One way to define these things is to connect your work to a higher cause. In his book Setting the Table, Shake Shack CEO Danny Meyer writes, "In the end, what’s most meaningful is creating positive, uplifting outcomes for human experiences and human relationships. Business, like life, is all about how you make people feel. It’s that simple, and it’s that hard."
Today’s customers appreciate a company that believes in more than just its own success. And when customers are loyal, as they clearly are to Shake Shack, shareholders tend to follow their lead.
Companies must speak directly to the people they serve – both investors and customers.
In his pre-IPO letter to shareholders, Meyer wrote, "Shake Shack was born ‘public’–at least in the middle of a public park – first as a hotdog cart, and then three years later, as a humble kiosk. We first conceived of our hotdog cart not as the basis for a business, but rather as a small experiment to see if something as simple as selling delicious hotdogs could have the power to express what matters most in our Union Square Hospitality Group culture of Enlightened Hospitality: caring for our team members, guests, community, suppliers, and investors."
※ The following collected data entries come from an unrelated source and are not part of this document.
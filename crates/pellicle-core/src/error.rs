//! Error types for the Pellicle container.
//!
//! Three classes, matching the container's failure policy: configuration
//! errors are fatal at construction, birth errors reject a single
//! registration atomically, and step errors signal conditions the caller
//! should treat as unrecoverable for the whole simulation.

use crate::vector::Vector;
use std::error::Error;
use std::fmt;

/// Invalid geometry or container configuration.
///
/// Construction-time failures; there is no partial-initialisation recovery.
#[derive(Clone, Debug, PartialEq)]
pub enum ConfigError {
    /// A domain length or the resolution is zero, negative or not finite.
    NonPositiveDimension {
        /// Which dimension was rejected.
        name: &'static str,
        /// The offending value.
        value: f64,
    },
    /// The voxel edge is larger than the smallest domain extent.
    ResolutionTooCoarse {
        /// Requested voxel edge length.
        resolution: f64,
        /// Smallest domain extent.
        min_extent: f64,
    },
    /// The substratum-normal axis cannot wrap.
    PeriodicSubstratumAxis,
    /// The agent sub-timestep is zero, negative or not finite.
    InvalidAgentTimestep {
        /// The offending value.
        value: f64,
    },
    /// The shoving fraction is outside `[0, 1]` or not finite.
    InvalidShovingFraction {
        /// The offending value.
        value: f64,
    },
    /// The shoving iteration cap is zero.
    ZeroShovingIterations,
    /// The dilution rate is negative or not finite.
    InvalidDilutionRate {
        /// The offending value.
        value: f64,
    },
}

impl fmt::Display for ConfigError {
    fn fmt(&self, f: &mut fmt::Formatter<'_>) -> fmt::Result {
        match self {
            Self::NonPositiveDimension { name, value } => {
                write!(f, "{name} must be positive and finite, got {value}")
            }
            Self::ResolutionTooCoarse {
                resolution,
                min_extent,
            } => write!(
                f,
                "resolution {resolution} exceeds smallest domain extent {min_extent}"
            ),
            Self::PeriodicSubstratumAxis => {
                write!(f, "the substratum-normal axis cannot be periodic")
            }
            Self::InvalidAgentTimestep { value } => {
                write!(f, "agent timestep must be positive and finite, got {value}")
            }
            Self::InvalidShovingFraction { value } => {
                write!(f, "shoving fraction must lie in [0, 1], got {value}")
            }
            Self::ZeroShovingIterations => write!(f, "shoving iteration cap must be at least 1"),
            Self::InvalidDilutionRate { value } => {
                write!(f, "dilution rate must be non-negative and finite, got {value}")
            }
        }
    }
}

impl Error for ConfigError {}

/// A birth registration was rejected as a whole.
#[derive(Clone, Debug, PartialEq)]
pub enum BirthError {
    /// The newborn's location has no finite cell index. The agent was not
    /// added to the population or the grid.
    UnindexableLocation {
        /// The rejected location.
        location: Vector,
    },
}

impl fmt::Display for BirthError {
    fn fmt(&self, f: &mut fmt::Formatter<'_>) -> fmt::Result {
        match self {
            Self::UnindexableLocation { location } => {
                write!(f, "birth location {location} maps to no grid cell")
            }
        }
    }
}

impl Error for BirthError {}

/// A macro step could not run to completion.
///
/// These indicate caller mistakes or internal invariant violations; the
/// container makes no attempt to retry, and callers are expected to stop
/// the simulation.
#[derive(Clone, Debug, PartialEq)]
pub enum StepError {
    /// The global timestep passed to `step()` is zero, negative or not
    /// finite.
    InvalidTimestep {
        /// The offending value.
        value: f64,
    },
    /// The configured agent sub-timestep exceeds the global timestep.
    AgentTimestepExceedsGlobal {
        /// Configured agent sub-timestep.
        agent_dt: f64,
        /// Global timestep for this call.
        global_dt: f64,
    },
    /// Discrete detachment removal hit a non-finite mass or budget, which
    /// can only come from corrupted agent state.
    Detachment {
        /// Description of the violated invariant.
        reason: String,
    },
}

impl fmt::Display for StepError {
    fn fmt(&self, f: &mut fmt::Formatter<'_>) -> fmt::Result {
        match self {
            Self::InvalidTimestep { value } => {
                write!(f, "global timestep must be positive and finite, got {value}")
            }
            Self::AgentTimestepExceedsGlobal {
                agent_dt,
                global_dt,
            } => write!(
                f,
                "agent timestep {agent_dt} exceeds global timestep {global_dt}"
            ),
            Self::Detachment { reason } => write!(f, "detachment removal failed: {reason}"),
        }
    }
}

impl Error for StepError {}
It’s straight from the heart. No corporate speak here.
Finally, offer a warm welcome. "The thing I learned growing up in St. Louis was the power of hospitality," Meyer told St. Louis magazine in 2007. "The enormously warm feelings of loyalty that come from feeling welcome and being recognized and having the sense that the restaurant is happy to see you."
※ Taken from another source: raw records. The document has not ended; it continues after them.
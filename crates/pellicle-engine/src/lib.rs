//! Engine crate: the spatial agent container and its moving parts.
//!
//! [`AgentContainer`] owns the population and the voxel grid, and runs the
//! macro step: agent sub-timesteps with pressure advection and overlap
//! relaxation, then border detachment and the connectivity filter.
//!
//! # Step pipeline (each macro step)
//!
//! 1. sub-steps: advect ([`PressureField`]), drive agents
//!    ([`pellicle_core::AgentDriver`]), dilute (chemostat), purge dead,
//!    relax moderately
//! 2. final relaxation to convergence
//! 3. border refresh + level-set erosion times ([`BorderTracker`])
//! 4. detachment policy (continuous shrink or discrete removal)
//! 5. connectivity filter from the substratum (sloughing)

#![deny(missing_docs)]
#![deny(rustdoc::broken_intra_doc_links)]
#![forbid(unsafe_code)]

pub mod container;
pub mod detach;
pub mod levelset;
pub mod lifecycle;
pub mod population;
pub mod pressure;
pub mod shove;
pub mod slough;

pub use container::{AgentContainer, FieldSink, StepSummary};
pub use levelset::{
    BorderTracker, ConstantDetachment, DetachmentLaw, ProportionalDetachment, QuadraticDetachment,
};
pub use population::Population;
pub use pressure::PressureField;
I’m a regular at the Union Square Café on 16th Street – Meyer’s first establishment in the rough-and-tumble Gotham restaurant scene. The food is good and the place is cozy, but in all honesty, I go for the welcome. In a city as anonymous and impersonal as New York can be, a friendly face at the door and a hearty "Good to see you!" makes a huge difference.
This is an important lesson for everyone, but especially for those of us who work in big companies, and who may need to work a little harder to ensure we extend a hand of friendship to our partners, customers, investors, vendors, neighbors, and colleagues.
Being nice may seem like an afterthought when you’ve got a business to run, but the extra effort to treat people right and communicate your corporate values clearly is never wasted.
Sally Susman is EVP, corporate affairs for Pfizer. She directs the company’s global communications, public affairs, and corporate social responsibility activities.